Health Effects of Methyl Bromide
Heavy Methyl Bromide Use Near California Schools: Health Effects of Methyl Bromide
Methyl bromide is classified by the EPA as a Category I acute toxin, the most potent class of toxic chemicals. It is a colorless, odorless, and deadly gas, and because it is applied as a gas, it naturally drifts off site into the surrounding community. The acute effects of methyl bromide exposure include headaches, drowsiness, lethargy, nausea, vomiting, dizziness, blurred vision, twitching and convulsions, seizures, psychosis and death. More disturbing, these effects may persist long after a single poisoning incident (CEPA 1994, HESIS 1990, Brodberg et al. 1992). The known effects of repeated sub-lethal exposure include damage to the brain, the peripheral nervous system, the respiratory system, kidneys, liver, eyes, nose, throat, lungs and skin. Methyl bromide is also a "direct acting mutagen" that is toxic to DNA (CEPA 1994). And methyl bromide causes "treatment related", "biologically significant", developmental (birth) defects including absence of gall bladders, fused sternebrae (spine), and decreased fetal weight (CEPA 1994). Eighteen people have died from methyl bromide exposure in California since 1985. Hundreds more have been sickened or poisoned and evacuated from schools and homes due to methyl bromide exposure during that same time period (Pease 1995).
On top of all this, methyl bromide is a powerful destroyer of the earth's protective stratospheric ozone layer.
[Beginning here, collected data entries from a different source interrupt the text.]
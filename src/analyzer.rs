//! Consolidated performance analysis
//!
//! Orchestrates benchmark lookups, the FPS prediction grid, bottleneck
//! classification and compatibility checking into one report per build.
//! The whole pipeline is a pure function of the build configuration and
//! the immutable catalogs: identical inputs produce byte-for-byte
//! identical serialized reports.

use std::collections::BTreeMap;
use std::sync::Arc;

use serde::{Deserialize, Serialize};

use crate::benchmarks::{BenchmarkLookup, BenchmarkResult};
use crate::catalog::{
    BenchmarkCatalog, GameCatalog, Resolution, CPU_SINGLE_THREAD, GPU_RASTER_1080P,
};
use crate::compat::{BuildConfig, CompatibilityChecker, CompatibilityReport, Slot};
use crate::error::{Error, Result};
use crate::fps::{FpsEngine, FpsPrediction, FpsTuning};

/// Analyzer knobs. Defaults match the documented behavior.
#[derive(Debug, Clone, Serialize, Deserialize)]
pub struct AnalyzerConfig {
    /// Cap on games in the prediction grid, catalog order
    pub max_games: usize,
    /// Percentile gap below which the build counts as balanced
    pub balanced_gap: f64,
    /// Percentile gap above which a bottleneck is high severity
    pub high_gap: f64,
}

impl Default for AnalyzerConfig {
    fn default() -> Self {
        Self {
            max_games: 8,
            balanced_gap: 15.0,
            high_gap: 30.0,
        }
    }
}

/// Which side limits frame rate.
#[derive(Debug, Clone, Copy, PartialEq, Eq, Serialize, Deserialize)]
#[serde(rename_all = "snake_case")]
pub enum BottleneckStatus {
    Balanced,
    CpuBound,
    GpuBound,
}

/// How pronounced a bottleneck is.
#[derive(Debug, Clone, Copy, PartialEq, Eq, Serialize, Deserialize)]
#[serde(rename_all = "lowercase")]
pub enum BottleneckSeverity {
    Medium,
    High,
}

/// Percentile-gap bottleneck classification.
#[derive(Debug, Clone, PartialEq, Serialize, Deserialize)]
pub struct BottleneckVerdict {
    pub status: BottleneckStatus,
    /// Absolute CPU/GPU percentile gap
    pub magnitude_percent: f64,
    /// Present only for non-balanced verdicts
    pub severity: Option<BottleneckSeverity>,
}

/// Everything the engine knows about one build.
#[derive(Debug, Clone, PartialEq, Serialize, Deserialize)]
pub struct PerformanceReport {
    /// Benchmark dataset version the analysis ran against
    pub benchmark_dataset: String,
    /// Game dataset version the analysis ran against
    pub game_dataset: String,
    /// CPU benchmark results; empty when the CPU is absent or unknown
    pub cpu_benchmarks: BTreeMap<String, BenchmarkResult>,
    /// GPU benchmark results; empty when the GPU is absent or unknown
    pub gpu_benchmarks: BTreeMap<String, BenchmarkResult>,
    /// FPS prediction grid; empty without a resolvable GPU
    pub predictions: Vec<FpsPrediction>,
    /// Present only when both CPU and GPU resolved
    pub bottleneck: Option<BottleneckVerdict>,
    pub compatibility: CompatibilityReport,
    /// 0–3 fixed-template recommendations
    pub recommendations: Vec<String>,
}

/// Orchestration root. Construct once over shared catalogs and call
/// [`analyze`](Self::analyze) from any number of threads.
#[derive(Debug, Clone)]
pub struct PerformanceAnalyzer {
    lookup: BenchmarkLookup,
    fps: FpsEngine,
    compat: CompatibilityChecker,
    config: AnalyzerConfig,
}

impl PerformanceAnalyzer {
    pub fn new(benchmarks: Arc<BenchmarkCatalog>, games: Arc<GameCatalog>) -> Self {
        Self::with_config(benchmarks, games, AnalyzerConfig::default(), FpsTuning::default())
    }

    /// Constructor injection of every knob, for callers that version
    /// their own catalogs or pin tuning constants in tests.
    pub fn with_config(
        benchmarks: Arc<BenchmarkCatalog>,
        games: Arc<GameCatalog>,
        config: AnalyzerConfig,
        tuning: FpsTuning,
    ) -> Self {
        let lookup = BenchmarkLookup::new(benchmarks);
        let fps = FpsEngine::with_tuning(lookup.clone(), games, tuning);
        Self {
            lookup,
            fps,
            compat: CompatibilityChecker::new(),
            config,
        }
    }

    /// Analyzer over the embedded reference datasets.
    pub fn with_builtin_catalogs() -> Self {
        Self::new(
            Arc::new(BenchmarkCatalog::builtin()),
            Arc::new(GameCatalog::builtin()),
        )
    }

    pub fn lookup(&self) -> &BenchmarkLookup {
        &self.lookup
    }

    pub fn fps_engine(&self) -> &FpsEngine {
        &self.fps
    }

    pub fn compatibility_checker(&self) -> &CompatibilityChecker {
        &self.compat
    }

    /// Produce a consolidated report. Unknown or missing components
    /// degrade the corresponding sections to empty; an entirely empty
    /// configuration is a contract violation.
    pub fn analyze(&self, config: &BuildConfig) -> Result<PerformanceReport> {
        if config.is_empty() {
            return Err(Error::InsufficientInput(
                "configuration has no components".into(),
            ));
        }
        config.validate()?;

        let cpu_name = config.get(Slot::Cpu).map(|c| c.name.as_str());
        let gpu_name = config.get(Slot::Gpu).map(|c| c.name.as_str());

        let cpu_benchmarks = cpu_name
            .map(|n| self.lookup.get_cpu_benchmarks(n))
            .unwrap_or_default();
        let gpu_benchmarks = gpu_name
            .map(|n| self.lookup.get_gpu_benchmarks(n))
            .unwrap_or_default();

        let predictions = match gpu_name {
            Some(gpu) => self.prediction_grid(gpu, cpu_name)?,
            None => Vec::new(),
        };

        let bottleneck = self.bottleneck_verdict(&cpu_benchmarks, &gpu_benchmarks);
        let compatibility = self.compat.check(config)?;
        let recommendations = self.recommendations(bottleneck.as_ref());

        log::info!(
            "analyzed build: {} predictions, {} critical issues, bottleneck {:?}",
            predictions.len(),
            compatibility.issues.len(),
            bottleneck.as_ref().map(|b| b.status)
        );

        Ok(PerformanceReport {
            benchmark_dataset: self.lookup.catalog().version.clone(),
            game_dataset: self.fps.games().version.clone(),
            cpu_benchmarks,
            gpu_benchmarks,
            predictions,
            bottleneck,
            compatibility,
            recommendations,
        })
    }

    /// Predictions for the top-N games at every resolution, with an RT
    /// variant for titles that support it.
    fn prediction_grid(
        &self,
        gpu_name: &str,
        cpu_name: Option<&str>,
    ) -> Result<Vec<FpsPrediction>> {
        let cpu = cpu_name.unwrap_or("");
        let mut grid = Vec::new();
        for profile in self.fps.games().games().iter().take(self.config.max_games) {
            for resolution in Resolution::ALL {
                if let Some(p) =
                    self.fps.predict(gpu_name, cpu, &profile.name, resolution, false, None)?
                {
                    grid.push(p);
                }
                if profile.supports_ray_tracing() {
                    if let Some(p) =
                        self.fps.predict(gpu_name, cpu, &profile.name, resolution, true, None)?
                    {
                        grid.push(p);
                    }
                }
            }
        }
        Ok(grid)
    }

    /// Compare CPU single-thread percentile against GPU raster
    /// percentile. Needs both sides; otherwise no verdict.
    fn bottleneck_verdict(
        &self,
        cpu: &BTreeMap<String, BenchmarkResult>,
        gpu: &BTreeMap<String, BenchmarkResult>,
    ) -> Option<BottleneckVerdict> {
        let cpu_pct = cpu.get(CPU_SINGLE_THREAD)?.percentile;
        let gpu_pct = gpu.get(GPU_RASTER_1080P)?.percentile;
        let gap = (cpu_pct - gpu_pct).abs();
        if gap < self.config.balanced_gap {
            return Some(BottleneckVerdict {
                status: BottleneckStatus::Balanced,
                magnitude_percent: gap,
                severity: None,
            });
        }
        let status = if cpu_pct < gpu_pct {
            BottleneckStatus::CpuBound
        } else {
            BottleneckStatus::GpuBound
        };
        let severity = if gap > self.config.high_gap {
            BottleneckSeverity::High
        } else {
            BottleneckSeverity::Medium
        };
        Some(BottleneckVerdict {
            status,
            magnitude_percent: gap,
            severity: Some(severity),
        })
    }

    /// Fixed-template advice keyed off the bottleneck verdict.
    fn recommendations(&self, verdict: Option<&BottleneckVerdict>) -> Vec<String> {
        let Some(verdict) = verdict else {
            return Vec::new();
        };
        let mut out = Vec::new();
        match verdict.status {
            BottleneckStatus::Balanced => {
                out.push(
                    "CPU and GPU are well matched; no component upgrade is needed for this pairing."
                        .to_string(),
                );
            }
            BottleneckStatus::CpuBound => {
                out.push(
                    "The CPU limits this build; a faster CPU would raise frame rates, especially at 1080p."
                        .to_string(),
                );
                out.push(
                    "Raising the render resolution shifts load toward the GPU and narrows the gap."
                        .to_string(),
                );
                if verdict.severity == Some(BottleneckSeverity::High) {
                    out.push(
                        "The gap is large; consider rebalancing the budget toward the CPU."
                            .to_string(),
                    );
                }
            }
            BottleneckStatus::GpuBound => {
                out.push(
                    "The GPU limits this build; a faster GPU would raise frame rates at every resolution."
                        .to_string(),
                );
                out.push(
                    "Enabling upscaling (DLSS/FSR/XeSS) or lowering the resolution recovers frame rate."
                        .to_string(),
                );
                if verdict.severity == Some(BottleneckSeverity::High) {
                    out.push(
                        "The gap is large; consider rebalancing the budget toward the GPU."
                            .to_string(),
                    );
                }
            }
        }
        out
    }
}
An international assessment of methyl bromide by 200 of the worlds leading atmospheric scientists rated methyl bromide 50 times more damaging to the stratospheric ozone layer than CFCs (UNEP 1995, EPA 1995). Scientists believe the gas is responsible for at least 10% of present and predictable future ozone depletion as the ozone layer continues its steady decline (WMO 1994). Damage to the ozone layer causes hundreds of thousands of cases of cataract induced blindness and non-melanoma skin cancer each year, as well as immune suppression and disruption of global ecosystems (UNEP 1992, Kripke 1995).
The United States is the largest consumer of methyl bromide by far, using 40% of global production annually, or at least 60 million pounds per year. California and Florida are the largest user states (USDA 1993, EPA 1994, UNEP 1995).